The figure comes from a U.S. Department of Education survey conducted in the 2011-12 school year, so it predates the 2014 AAP recommendation for a later starting time. But assuming the situation hasn't changed much, most schools are not accommodating the sleep needs of teenagers.

Countless PTA meetings and school board sessions have been devoted to appropriate start times for schools. Public health officials say teenagers need more than eight hours of sleep a night, and early start times stand in the way.

"Obtaining adequate sleep is important for achieving optimal health," epidemiologist Anne Wheaton of the Centers for Disease Control and Prevention and her colleagues write in the latest Morbidity and Mortality Weekly Report, published Thursday. "Among adolescents, insufficient sleep has been associated with adverse risk behaviors, poor health outcomes and poor academic performance."

But changing the starting time for schools isn't so easy.

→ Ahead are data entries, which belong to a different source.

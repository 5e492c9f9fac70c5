//! Grounded answer synthesis

use std::sync::Arc;

use tracing::{debug, info};

use super::prompt::PromptBuilder;
use crate::error::{Error, Result};
use crate::providers::llm::generation_failure;
use crate::providers::CompletionProvider;
use crate::types::{Answer, RetrievalResult};

/// Turns a question and its retrieved chunks into an [`Answer`]
pub struct AnswerSynthesizer {
    llm: Arc<dyn CompletionProvider>,
    prompts: PromptBuilder,
}

impl AnswerSynthesizer {
    /// Create a synthesizer
    pub fn new(llm: Arc<dyn CompletionProvider>, prompts: PromptBuilder) -> Self {
        Self { llm, prompts }
    }

    /// Answer `question` from `retrieval` alone
    ///
    /// With nothing retrieved the refusal phrase is returned without calling
    /// the model.
    pub async fn answer(&self, question: &str, retrieval: RetrievalResult) -> Result<Answer> {
        if retrieval.is_empty() {
            info!("No context retrieved, answering with the refusal phrase");
            return Ok(Answer {
                text: self.prompts.refusal_phrase().to_string(),
                supporting_chunks: retrieval,
            });
        }

        let prompt = self.prompts.build(question, &retrieval);
        debug!(
            "Prompt for {}/{}: {} chars from {} chunks",
            self.llm.name(),
            self.llm.model(),
            prompt.len(),
            retrieval.len()
        );

        let reply = self
            .llm
            .complete(&prompt)
            .await
            .map_err(|e| generation_failure(self.llm.name(), e))?;

        let text = reply.trim();
        if text.is_empty() {
            return Err(Error::generation(
                self.llm.name(),
                "model returned an empty response",
            ));
        }

        info!("Generated answer ({} chars)", text.chars().count());
        Ok(Answer {
            text: text.to_string(),
            supporting_chunks: retrieval,
        })
    }
}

Bus fleets that serve children from elementary to high school have to be scheduled to accommodate more than just the sleep-deprived teenagers. Later starts also push after-school activities later into the day — and potentially into dark winter evenings.

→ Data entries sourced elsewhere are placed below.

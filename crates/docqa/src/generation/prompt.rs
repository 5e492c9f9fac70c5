//! Prompt templates for grounded answering

use crate::config::DEFAULT_REFUSAL_PHRASE;
use crate::error::{Error, Result};
use crate::types::RetrievalResult;

/// Default template
///
/// Placeholders: `{context}`, `{question}`, `{refusal_phrase}`.
pub const DEFAULT_TEMPLATE: &str = "Use the following context from a document to answer the question.
If you cannot find the answer in the context, say \"{refusal_phrase}\"

Context:
{context}

Question: {question}

Answer concisely and directly:";

/// Join retrieved chunk texts, in retrieval order, with a blank line between them
pub fn build_context(retrieval: &RetrievalResult) -> String {
    retrieval.texts().join("\n\n")
}

/// Fill a template's placeholders in a single pass
///
/// Placeholder-looking text inside the substituted values is left alone, and
/// unknown `{...}` sequences are copied through unchanged.
pub fn render_prompt(template: &str, context: &str, question: &str, refusal_phrase: &str) -> String {
    let mut out = String::with_capacity(template.len() + context.len() + question.len());
    let mut rest = template;

    while let Some(open) = rest.find('{') {
        out.push_str(&rest[..open]);
        let tail = &rest[open..];

        let value = [
            ("{context}", context),
            ("{question}", question),
            ("{refusal_phrase}", refusal_phrase),
        ]
        .into_iter()
        .find(|(placeholder, _)| tail.starts_with(placeholder));

        match value {
            Some((placeholder, value)) => {
                out.push_str(value);
                rest = &tail[placeholder.len()..];
            }
            None => {
                out.push('{');
                rest = &tail[1..];
            }
        }
    }

    out.push_str(rest);
    out
}

/// Prompt builder holding the template and refusal phrase
#[derive(Debug, Clone)]
pub struct PromptBuilder {
    template: String,
    refusal_phrase: String,
}

impl Default for PromptBuilder {
    fn default() -> Self {
        Self::new(DEFAULT_REFUSAL_PHRASE)
    }
}

impl PromptBuilder {
    /// Builder with the default template
    pub fn new(refusal_phrase: impl Into<String>) -> Self {
        Self {
            template: DEFAULT_TEMPLATE.to_string(),
            refusal_phrase: refusal_phrase.into(),
        }
    }

    /// Use a custom template; it must contain `{context}` and `{question}`
    pub fn with_template(mut self, template: impl Into<String>) -> Result<Self> {
        let template = template.into();
        for required in ["{context}", "{question}"] {
            if !template.contains(required) {
                return Err(Error::Config(format!(
                    "prompt template is missing the {} placeholder",
                    required
                )));
            }
        }
        self.template = template;
        Ok(self)
    }

    /// Phrase the model is told to use when the context lacks the answer
    pub fn refusal_phrase(&self) -> &str {
        &self.refusal_phrase
    }

    /// Build the full prompt for a question and its retrieved chunks
    pub fn build(&self, question: &str, retrieval: &RetrievalResult) -> String {
        render_prompt(
            &self.template,
            &build_context(retrieval),
            question,
            &self.refusal_phrase,
        )
    }
}

#[cfg(test)]
mod tests {
    use super::*;
    use crate::types::{Chunk, ScoredChunk};

    fn retrieval(texts: &[&str]) -> RetrievalResult {
        RetrievalResult::new(
            texts
                .iter()
                .enumerate()
                .map(|(i, t)| ScoredChunk {
                    chunk: Chunk::from_text(*t, i),
                    distance: i as f32 * 0.1,
                })
                .collect(),
        )
    }

    #[test]
    fn test_context_joined_with_blank_line() {
        assert_eq!(build_context(&retrieval(&["first", "second"])), "first\n\nsecond");
        assert_eq!(build_context(&RetrievalResult::default()), "");
    }

    #[test]
    fn test_default_prompt() {
        let prompt = PromptBuilder::default().build(
            "What is the capital of France?",
            &retrieval(&["Paris is the capital of France."]),
        );

        assert_eq!(
            prompt,
            "Use the following context from a document to answer the question.\n\
             If you cannot find the answer in the context, say \"I cannot find this information in the document.\"\n\
             \n\
             Context:\n\
             Paris is the capital of France.\n\
             \n\
             Question: What is the capital of France?\n\
             \n\
             Answer concisely and directly:"
        );
    }

    #[test]
    fn test_render_is_single_pass() {
        let rendered = render_prompt("C={context} Q={question}", "{question}", "why?", "no");
        assert_eq!(rendered, "C={question} Q=why?");
    }

    #[test]
    fn test_unknown_braces_pass_through() {
        let rendered = render_prompt("{\"json\": {context}} {other}", "x", "q", "r");
        assert_eq!(rendered, "{\"json\": x} {other}");
    }

    #[test]
    fn test_custom_template_requires_placeholders() {
        assert!(PromptBuilder::default().with_template("Answer: {question}").is_err());

        let builder = PromptBuilder::new("Not in the document.")
            .with_template("{context}\n---\n{question}\n(else: {refusal_phrase})")
            .unwrap();
        assert_eq!(
            builder.build("q", &retrieval(&["a", "b"])),
            "a\n\nb\n---\nq\n(else: Not in the document.)"
        );
    }
}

This survey finds that the push for later starting times has a long way to go. The survey of nearly 40,000 public middle schools and high schools found that only 17.7 percent started at 8:30 a.m. or later. High schools alone were even worse, with just 14.4 percent starting at 8:30 or later.

The northerly states of Alaska and North Dakota led the state-by-state tally published in MMWR, with nearly 80 percent of high schools and middle schools starting class after 8:30. The early bird states included Hawaii, Mississippi and Wyoming, where not a single school in the survey started later than 8:30 in the morning.

Teenagers are biologically inclined to stay up later, so early school starts generally cut short their sleep, the CDC report notes. Parents can help teens get more sleep by enforcing earlier bedtimes, the report suggests, and by limiting the use of TVs, game consoles, smartphones and other screens in the bedroom (which parents know is far more easily said than done).

"Among the possible public health interventions for increasing sufficient sleep among adolescents, delaying school start times has the potential for the greatest population impact," the study notes.